#### WHAT TO DO
Below are some entries. Repeat exactly the lines from the one with "filename crates/telecue-tui/src/scroll/mod.rs" through the one with "- Pure easing functions", and only those.

#### SOURCE DATA
>>>
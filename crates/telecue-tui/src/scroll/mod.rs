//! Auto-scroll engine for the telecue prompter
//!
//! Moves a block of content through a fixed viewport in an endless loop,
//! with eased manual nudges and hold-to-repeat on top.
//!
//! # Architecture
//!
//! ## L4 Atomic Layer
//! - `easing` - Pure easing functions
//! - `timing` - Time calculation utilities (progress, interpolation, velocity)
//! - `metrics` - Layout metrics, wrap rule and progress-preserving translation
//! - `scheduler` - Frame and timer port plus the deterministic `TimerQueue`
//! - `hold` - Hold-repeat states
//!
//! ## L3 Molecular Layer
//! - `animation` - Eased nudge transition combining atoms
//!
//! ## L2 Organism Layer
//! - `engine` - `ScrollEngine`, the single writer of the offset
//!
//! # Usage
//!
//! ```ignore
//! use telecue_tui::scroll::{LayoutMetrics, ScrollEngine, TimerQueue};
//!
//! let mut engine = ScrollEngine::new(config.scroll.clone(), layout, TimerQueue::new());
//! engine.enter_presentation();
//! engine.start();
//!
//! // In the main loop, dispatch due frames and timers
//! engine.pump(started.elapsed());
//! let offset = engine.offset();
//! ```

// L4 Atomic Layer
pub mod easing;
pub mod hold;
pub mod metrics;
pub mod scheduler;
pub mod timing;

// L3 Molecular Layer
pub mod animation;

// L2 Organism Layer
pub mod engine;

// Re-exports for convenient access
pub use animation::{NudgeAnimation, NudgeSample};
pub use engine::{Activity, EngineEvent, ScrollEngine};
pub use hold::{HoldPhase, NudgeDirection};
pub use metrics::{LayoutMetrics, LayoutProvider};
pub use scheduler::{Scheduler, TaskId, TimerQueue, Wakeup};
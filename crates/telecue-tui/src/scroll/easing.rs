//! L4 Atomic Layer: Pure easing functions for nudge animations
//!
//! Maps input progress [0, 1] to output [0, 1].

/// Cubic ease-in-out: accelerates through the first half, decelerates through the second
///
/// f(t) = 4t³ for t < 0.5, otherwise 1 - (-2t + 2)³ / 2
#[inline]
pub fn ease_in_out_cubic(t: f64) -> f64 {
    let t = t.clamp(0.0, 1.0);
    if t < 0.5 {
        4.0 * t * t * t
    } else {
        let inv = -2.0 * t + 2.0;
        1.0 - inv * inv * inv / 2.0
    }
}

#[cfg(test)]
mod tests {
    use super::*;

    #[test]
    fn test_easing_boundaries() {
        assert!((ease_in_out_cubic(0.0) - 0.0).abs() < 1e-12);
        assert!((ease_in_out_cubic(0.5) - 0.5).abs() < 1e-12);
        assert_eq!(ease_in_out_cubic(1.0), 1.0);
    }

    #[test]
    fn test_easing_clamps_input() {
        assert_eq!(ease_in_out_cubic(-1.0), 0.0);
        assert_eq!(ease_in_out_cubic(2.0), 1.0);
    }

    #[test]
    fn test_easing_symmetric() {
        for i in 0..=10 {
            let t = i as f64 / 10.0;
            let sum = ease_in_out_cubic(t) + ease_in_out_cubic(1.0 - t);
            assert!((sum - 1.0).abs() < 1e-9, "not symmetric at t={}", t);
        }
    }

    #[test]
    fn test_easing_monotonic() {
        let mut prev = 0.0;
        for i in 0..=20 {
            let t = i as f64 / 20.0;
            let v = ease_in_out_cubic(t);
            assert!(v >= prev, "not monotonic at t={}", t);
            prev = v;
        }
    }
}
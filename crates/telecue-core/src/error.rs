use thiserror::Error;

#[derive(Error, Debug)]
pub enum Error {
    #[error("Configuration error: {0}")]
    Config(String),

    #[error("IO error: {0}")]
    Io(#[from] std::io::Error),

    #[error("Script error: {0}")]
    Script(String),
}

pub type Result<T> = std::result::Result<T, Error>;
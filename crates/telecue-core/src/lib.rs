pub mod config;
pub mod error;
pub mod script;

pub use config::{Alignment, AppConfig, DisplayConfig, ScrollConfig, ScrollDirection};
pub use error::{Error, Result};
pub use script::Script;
<<<
>>>
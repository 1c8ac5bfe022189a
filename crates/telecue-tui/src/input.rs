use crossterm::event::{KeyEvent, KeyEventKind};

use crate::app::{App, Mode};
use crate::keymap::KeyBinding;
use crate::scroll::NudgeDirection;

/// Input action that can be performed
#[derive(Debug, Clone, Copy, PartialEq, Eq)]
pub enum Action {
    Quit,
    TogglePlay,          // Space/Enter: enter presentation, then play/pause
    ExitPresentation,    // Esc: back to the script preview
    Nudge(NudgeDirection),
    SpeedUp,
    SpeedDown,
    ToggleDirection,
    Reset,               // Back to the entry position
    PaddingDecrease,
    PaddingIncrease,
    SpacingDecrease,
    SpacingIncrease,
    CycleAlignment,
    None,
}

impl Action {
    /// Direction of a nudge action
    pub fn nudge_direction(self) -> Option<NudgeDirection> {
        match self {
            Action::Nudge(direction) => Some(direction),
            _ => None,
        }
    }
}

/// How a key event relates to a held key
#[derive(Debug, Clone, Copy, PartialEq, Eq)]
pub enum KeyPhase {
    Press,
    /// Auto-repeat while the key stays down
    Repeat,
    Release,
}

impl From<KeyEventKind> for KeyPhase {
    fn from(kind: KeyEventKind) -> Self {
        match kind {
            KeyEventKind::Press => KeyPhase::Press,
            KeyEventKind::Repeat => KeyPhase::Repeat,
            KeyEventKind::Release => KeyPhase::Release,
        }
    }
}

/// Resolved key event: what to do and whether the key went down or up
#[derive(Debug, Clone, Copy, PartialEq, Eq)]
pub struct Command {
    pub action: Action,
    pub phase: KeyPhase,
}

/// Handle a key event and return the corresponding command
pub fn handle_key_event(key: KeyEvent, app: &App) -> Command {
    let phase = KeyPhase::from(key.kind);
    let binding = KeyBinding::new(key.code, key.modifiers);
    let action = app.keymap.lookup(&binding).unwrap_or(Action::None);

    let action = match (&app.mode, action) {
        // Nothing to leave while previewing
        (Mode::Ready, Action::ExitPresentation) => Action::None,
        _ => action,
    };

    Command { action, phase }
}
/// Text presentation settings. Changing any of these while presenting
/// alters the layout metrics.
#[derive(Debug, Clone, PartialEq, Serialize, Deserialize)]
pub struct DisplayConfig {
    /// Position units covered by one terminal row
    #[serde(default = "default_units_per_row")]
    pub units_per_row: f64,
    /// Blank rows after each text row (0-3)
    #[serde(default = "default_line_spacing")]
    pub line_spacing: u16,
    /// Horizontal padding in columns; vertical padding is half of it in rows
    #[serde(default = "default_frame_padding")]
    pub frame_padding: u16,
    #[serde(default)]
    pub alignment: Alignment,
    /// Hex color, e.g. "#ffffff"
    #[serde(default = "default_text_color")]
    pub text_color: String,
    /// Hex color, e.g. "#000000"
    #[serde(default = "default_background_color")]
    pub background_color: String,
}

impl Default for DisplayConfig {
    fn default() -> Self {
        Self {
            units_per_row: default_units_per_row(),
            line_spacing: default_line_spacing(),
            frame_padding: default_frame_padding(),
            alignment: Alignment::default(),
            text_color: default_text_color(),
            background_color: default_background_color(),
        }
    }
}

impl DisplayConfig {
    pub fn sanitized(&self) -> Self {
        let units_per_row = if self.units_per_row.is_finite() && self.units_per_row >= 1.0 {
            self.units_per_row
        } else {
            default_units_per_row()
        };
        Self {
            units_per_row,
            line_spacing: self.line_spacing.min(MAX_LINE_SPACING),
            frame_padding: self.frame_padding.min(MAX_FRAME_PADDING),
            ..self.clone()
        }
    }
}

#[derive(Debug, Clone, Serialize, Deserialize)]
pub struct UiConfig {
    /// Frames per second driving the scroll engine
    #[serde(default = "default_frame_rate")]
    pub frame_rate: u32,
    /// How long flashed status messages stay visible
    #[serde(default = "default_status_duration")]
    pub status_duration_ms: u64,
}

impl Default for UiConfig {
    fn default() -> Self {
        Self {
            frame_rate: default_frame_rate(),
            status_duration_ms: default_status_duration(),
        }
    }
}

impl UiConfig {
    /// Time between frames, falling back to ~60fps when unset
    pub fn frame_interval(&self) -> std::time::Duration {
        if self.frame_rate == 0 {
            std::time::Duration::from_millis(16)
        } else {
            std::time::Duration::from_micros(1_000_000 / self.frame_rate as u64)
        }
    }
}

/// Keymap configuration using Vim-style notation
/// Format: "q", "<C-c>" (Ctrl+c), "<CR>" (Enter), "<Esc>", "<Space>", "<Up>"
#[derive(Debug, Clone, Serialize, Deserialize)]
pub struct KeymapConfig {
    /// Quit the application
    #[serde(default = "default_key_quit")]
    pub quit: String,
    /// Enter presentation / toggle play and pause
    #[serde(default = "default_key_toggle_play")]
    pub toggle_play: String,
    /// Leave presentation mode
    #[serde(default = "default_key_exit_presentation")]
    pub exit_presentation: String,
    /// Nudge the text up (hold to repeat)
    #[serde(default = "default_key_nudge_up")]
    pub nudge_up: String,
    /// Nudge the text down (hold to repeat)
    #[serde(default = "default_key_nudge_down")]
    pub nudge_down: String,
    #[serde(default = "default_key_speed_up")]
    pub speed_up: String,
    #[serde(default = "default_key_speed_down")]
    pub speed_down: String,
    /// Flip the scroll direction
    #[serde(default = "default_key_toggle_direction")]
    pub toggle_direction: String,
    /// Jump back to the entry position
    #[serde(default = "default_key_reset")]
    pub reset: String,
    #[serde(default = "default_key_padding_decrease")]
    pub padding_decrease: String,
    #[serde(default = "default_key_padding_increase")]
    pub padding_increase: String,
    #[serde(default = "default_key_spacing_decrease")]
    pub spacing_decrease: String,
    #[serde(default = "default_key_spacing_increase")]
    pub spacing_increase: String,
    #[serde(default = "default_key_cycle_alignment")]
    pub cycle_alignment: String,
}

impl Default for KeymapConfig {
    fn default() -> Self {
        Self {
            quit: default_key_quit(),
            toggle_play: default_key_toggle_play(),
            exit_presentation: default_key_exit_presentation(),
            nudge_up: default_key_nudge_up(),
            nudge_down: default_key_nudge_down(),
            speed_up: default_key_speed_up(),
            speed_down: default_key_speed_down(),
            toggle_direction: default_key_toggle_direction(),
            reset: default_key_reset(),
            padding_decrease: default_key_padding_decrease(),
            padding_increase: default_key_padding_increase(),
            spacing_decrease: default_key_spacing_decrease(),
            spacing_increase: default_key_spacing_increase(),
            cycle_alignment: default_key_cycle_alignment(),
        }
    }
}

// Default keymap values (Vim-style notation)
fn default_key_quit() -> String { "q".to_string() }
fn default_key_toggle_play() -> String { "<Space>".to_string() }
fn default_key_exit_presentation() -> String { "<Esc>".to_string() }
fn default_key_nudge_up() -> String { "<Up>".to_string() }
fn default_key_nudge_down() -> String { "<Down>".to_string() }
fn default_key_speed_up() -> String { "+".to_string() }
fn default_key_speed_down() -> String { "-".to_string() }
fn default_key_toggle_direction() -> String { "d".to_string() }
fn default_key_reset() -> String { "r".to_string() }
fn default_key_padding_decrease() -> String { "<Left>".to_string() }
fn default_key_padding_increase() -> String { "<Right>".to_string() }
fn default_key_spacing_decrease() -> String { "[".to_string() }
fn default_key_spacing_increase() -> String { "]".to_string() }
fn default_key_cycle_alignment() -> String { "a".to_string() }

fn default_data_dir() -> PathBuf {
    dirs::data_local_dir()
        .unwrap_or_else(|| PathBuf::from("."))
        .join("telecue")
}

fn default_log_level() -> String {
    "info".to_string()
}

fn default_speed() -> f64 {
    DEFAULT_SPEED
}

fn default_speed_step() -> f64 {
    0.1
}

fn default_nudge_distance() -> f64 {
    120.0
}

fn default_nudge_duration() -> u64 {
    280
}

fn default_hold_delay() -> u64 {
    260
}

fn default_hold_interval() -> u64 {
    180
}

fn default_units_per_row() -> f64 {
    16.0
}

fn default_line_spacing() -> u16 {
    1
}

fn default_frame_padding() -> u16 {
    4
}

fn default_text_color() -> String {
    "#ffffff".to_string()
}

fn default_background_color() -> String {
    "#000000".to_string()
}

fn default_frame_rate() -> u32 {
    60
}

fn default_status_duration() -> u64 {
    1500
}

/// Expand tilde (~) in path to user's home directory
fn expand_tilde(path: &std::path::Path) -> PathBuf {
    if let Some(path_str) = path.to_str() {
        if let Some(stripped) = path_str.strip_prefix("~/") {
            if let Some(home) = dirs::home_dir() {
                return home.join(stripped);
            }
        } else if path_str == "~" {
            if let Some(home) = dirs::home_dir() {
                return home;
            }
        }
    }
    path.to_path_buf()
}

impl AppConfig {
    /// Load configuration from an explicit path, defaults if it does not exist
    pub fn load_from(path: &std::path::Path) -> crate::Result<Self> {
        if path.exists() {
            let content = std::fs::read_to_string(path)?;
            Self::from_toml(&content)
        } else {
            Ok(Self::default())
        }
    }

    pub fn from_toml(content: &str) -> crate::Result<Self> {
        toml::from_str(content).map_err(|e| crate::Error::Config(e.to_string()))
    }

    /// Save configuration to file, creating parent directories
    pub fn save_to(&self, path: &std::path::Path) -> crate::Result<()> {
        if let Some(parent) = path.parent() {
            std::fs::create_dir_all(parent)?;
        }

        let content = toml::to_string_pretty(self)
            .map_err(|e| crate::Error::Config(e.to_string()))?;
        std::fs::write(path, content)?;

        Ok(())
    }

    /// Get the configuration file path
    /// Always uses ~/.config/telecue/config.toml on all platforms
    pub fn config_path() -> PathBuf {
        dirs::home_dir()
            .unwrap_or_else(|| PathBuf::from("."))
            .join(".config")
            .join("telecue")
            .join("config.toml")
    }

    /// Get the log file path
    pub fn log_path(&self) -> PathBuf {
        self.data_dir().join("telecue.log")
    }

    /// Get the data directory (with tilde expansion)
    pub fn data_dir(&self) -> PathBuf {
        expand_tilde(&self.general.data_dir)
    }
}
<<<
#### WRITTEN REPLY
filename crates/telecue-tui/src/scroll/mod.rs
//! Auto-scroll engine for the telecue prompter
//!
//! Moves a block of content through a fixed viewport in an endless loop,
//! with eased manual nudges and hold-to-repeat on top.
//!
//! # Architecture
//!
//! ## L4 Atomic Layer
//! - `easing` - Pure easing functions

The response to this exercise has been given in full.